Teropongistana.com Jakarta – Ketua DPD Gerakan Mahasiswa dan Pelajar Kebangsaan (GMPK) DKI Jakarta, Asip Irama, menilai keputusan pemerintah yang tidak menaikkan harga bahan bakar minyak (BBM) di tengah tren kenaikan harga minyak dunia sebagai langkah yang tepat dan terukur.
Menurut Asip, dalam beberapa waktu terakhir harga minyak global menunjukkan kecenderungan meningkat dan bahkan sempat menembus di atas 100 dolar AS per barel. Kondisi tersebut mendorong banyak negara melakukan penyesuaian harga BBM di dalam negeri untuk meredam tekanan fiskal.
“Secara global, respons yang umum itu menaikkan harga. Bahkan ada yang naik signifikan, seperti Kamboja hampir 68 persen dan Vietnam sekitar 50 persen. Negara lain, termasuk Amerika Serikat dan Australia, juga melakukan penyesuaian dalam periode yang sama,” ujar Asip, Rabu (1/4).
Dalam konteks itu, lanjutnya, keputusan pemerintah Indonesia untuk tidak menaikkan harga BBM menjadi langkah yang tidak umum di tengah tekanan global yang terjadi.
Pernyataan resmi yang disampaikan oleh Sufmi Dasco Ahmad dan Prasetyo Hadi, kata Asip, menjadi penegasan bahwa pemerintah bergerak cepat menjaga daya beli masyarakat.
“Ini bukan keputusan tanpa konteks. Saat banyak negara menaikkan harga akibat tekanan global, pemerintah justru memilih menahan. Artinya beban itu tidak langsung dialihkan ke masyarakat,” jelasnya.
Asip menilai, jika dibandingkan dengan tren global tersebut, langkah Indonesia tidak bisa dibaca sekadar populis, melainkan sebagai upaya meredam dampak eksternal agar tidak sepenuhnya ditanggung masyarakat.

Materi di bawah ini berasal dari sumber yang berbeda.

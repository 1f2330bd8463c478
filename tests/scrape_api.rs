use std::sync::{Arc, Mutex};

use async_trait::async_trait;
use axum::body::{to_bytes, Body};
use axum::http::{Request, StatusCode};
use axum::Router;
use cdp_adapter::{AdapterError, AdapterErrorKind};
use serde_json::Value;
use statgrab::server::{build_router, ServeState};
use statgrab::{ExtractionError, RenderError, StatisticsRecord, StatisticsSource};
use tower::ServiceExt;

const SECRET: &str = "s3cret";

#[derive(Default)]
struct FakeSource {
    fail: bool,
    seen: Mutex<Vec<String>>,
}

#[async_trait]
impl StatisticsSource for FakeSource {
    async fn extract_statistics(&self, url: &str) -> Result<StatisticsRecord, ExtractionError> {
        self.seen.lock().unwrap().push(url.to_string());
        if self.fail {
            let cause = AdapterError::new(AdapterErrorKind::NavTimeout)
                .with_hint("document not ready within 45000ms");
            return Err(RenderError::Navigation(cause).into());
        }
        let mut record = StatisticsRecord::default();
        record.kills = 1200.0;
        record.deaths = 400.0;
        record.hs_percent = 22.5;
        record.finalize_ratio();
        record.best_class = Some("Assault".into());
        record.time_played = "12h".into();
        Ok(record)
    }
}

fn router(source: Arc<FakeSource>, api_key: Option<&str>) -> Router {
    build_router(ServeState::new(source, api_key.map(str::to_string)))
}

async fn get(router: Router, uri: &str, key: Option<&str>) -> (StatusCode, Vec<u8>) {
    let mut builder = Request::builder().uri(uri);
    if let Some(key) = key {
        builder = builder.header("x-api-key", key);
    }
    let response = router
        .oneshot(builder.body(Body::empty()).unwrap())
        .await
        .unwrap();
    let status = response.status();
    let body = to_bytes(response.into_body(), usize::MAX).await.unwrap();
    (status, body.to_vec())
}

fn json(body: &[u8]) -> Value {
    serde_json::from_slice(body).unwrap()
}

#[tokio::test]
async fn scrape_returns_record_in_camel_case() {
    let source = Arc::new(FakeSource::default());
    let (status, body) = get(
        router(source.clone(), Some(SECRET)),
        "/scrape?url=https%3A%2F%2Ftracker.example%2Fprofile%2F42",
        Some(SECRET),
    )
    .await;

    assert_eq!(status, StatusCode::OK);
    let body = json(&body);
    assert_eq!(body["kills"], 1200);
    assert_eq!(body["killDeath"], 3);
    assert_eq!(body["hsPercent"], 22.5);
    assert_eq!(body["bestClass"], "Assault");
    assert_eq!(body["timePlayed"], "12h");
    assert_eq!(
        source.seen.lock().unwrap().as_slice(),
        ["https://tracker.example/profile/42"]
    );
}

#[tokio::test]
async fn wrong_or_missing_key_is_unauthorized() {
    for key in [None, Some("nope")] {
        let source = Arc::new(FakeSource::default());
        let (status, body) = get(
            router(source.clone(), Some(SECRET)),
            "/scrape?url=https%3A%2F%2Ftracker.example%2Fp",
            key,
        )
        .await;
        assert_eq!(status, StatusCode::UNAUTHORIZED);
        assert_eq!(json(&body)["error"], "Unauthorized");
        assert!(source.seen.lock().unwrap().is_empty());
    }
}

#[tokio::test]
async fn unconfigured_secret_rejects_everything() {
    let (status, _) = get(
        router(Arc::new(FakeSource::default()), None),
        "/scrape?url=https%3A%2F%2Ftracker.example%2Fp",
        Some(""),
    )
    .await;
    assert_eq!(status, StatusCode::UNAUTHORIZED);
}

#[tokio::test]
async fn auth_is_checked_before_url() {
    let (status, _) = get(router(Arc::new(FakeSource::default()), Some(SECRET)), "/scrape", None).await;
    assert_eq!(status, StatusCode::UNAUTHORIZED);
}

#[tokio::test]
async fn missing_url_is_bad_request() {
    for uri in ["/scrape", "/scrape?url=", "/scrape?page=1"] {
        let (status, body) = get(
            router(Arc::new(FakeSource::default()), Some(SECRET)),
            uri,
            Some(SECRET),
        )
        .await;
        assert_eq!(status, StatusCode::BAD_REQUEST, "{uri}");
        assert_eq!(json(&body)["error"], "url is required");
    }
}

#[tokio::test]
async fn malformed_url_is_bad_request() {
    let source = Arc::new(FakeSource::default());
    let (status, _) = get(
        router(source.clone(), Some(SECRET)),
        "/scrape?url=javascript%3Aalert(1)",
        Some(SECRET),
    )
    .await;
    assert_eq!(status, StatusCode::BAD_REQUEST);
    assert!(source.seen.lock().unwrap().is_empty());
}

#[tokio::test]
async fn extraction_failure_is_reported_with_details() {
    let source = Arc::new(FakeSource {
        fail: true,
        ..FakeSource::default()
    });
    let (status, body) = get(
        router(source, Some(SECRET)),
        "/scrape?url=https%3A%2F%2Ftracker.example%2Fp",
        Some(SECRET),
    )
    .await;

    assert_eq!(status, StatusCode::INTERNAL_SERVER_ERROR);
    let body = json(&body);
    assert_eq!(body["error"], "Scraping failed");
    assert_eq!(
        body["details"],
        "navigation failed: navigation timed out: document not ready within 45000ms"
    );
}

#[tokio::test]
async fn health_and_metrics_are_open() {
    let source = Arc::new(FakeSource::default());
    let (status, body) = get(router(source.clone(), Some(SECRET)), "/health", None).await;
    assert_eq!(status, StatusCode::OK);
    assert_eq!(json(&body)["status"], "ok");

    let (status, body) = get(router(source, Some(SECRET)), "/metrics", None).await;
    assert_eq!(status, StatusCode::OK);
    assert!(String::from_utf8(body).unwrap().contains("statgrab_"));
}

Asip menambahkan, kebijakan menahan harga BBM berpengaruh langsung terhadap pengendalian inflasi.
Sebab, setiap kenaikan BBM hampir pasti diikuti kenaikan biaya transportasi dan distribusi yang berdampak pada harga kebutuhan pokok.
Meski demikian, ia mengingatkan kebijakan tersebut tetap memiliki konsekuensi terhadap fiskal negara. Karena itu, transparansi dan perhitungan yang akurat menjadi penting agar kebijakan tetap berada pada jalur yang sehat.
“Menahan harga tentu ada biayanya. Di sini pemerintah harus menjaga keseimbangan antara stabilitas jangka pendek dan keberlanjutan fiskal,” tegasnya.
Ia juga menilai respon cepat pemerintah dalam meredam isu kenaikan BBM menjadi faktor penting dalam menjaga situasi tetap kondusif.
Di sisi lain, Asip mengapresiasi peran Pertamina yang tetap menjaga distribusi dan ketersediaan BBM di tengah dinamika yang ada.
“Untuk saat ini, langkah pemerintah sudah di jalur yang tepat. Tantangannya menjaga konsistensi ke depan,” pungkasnya.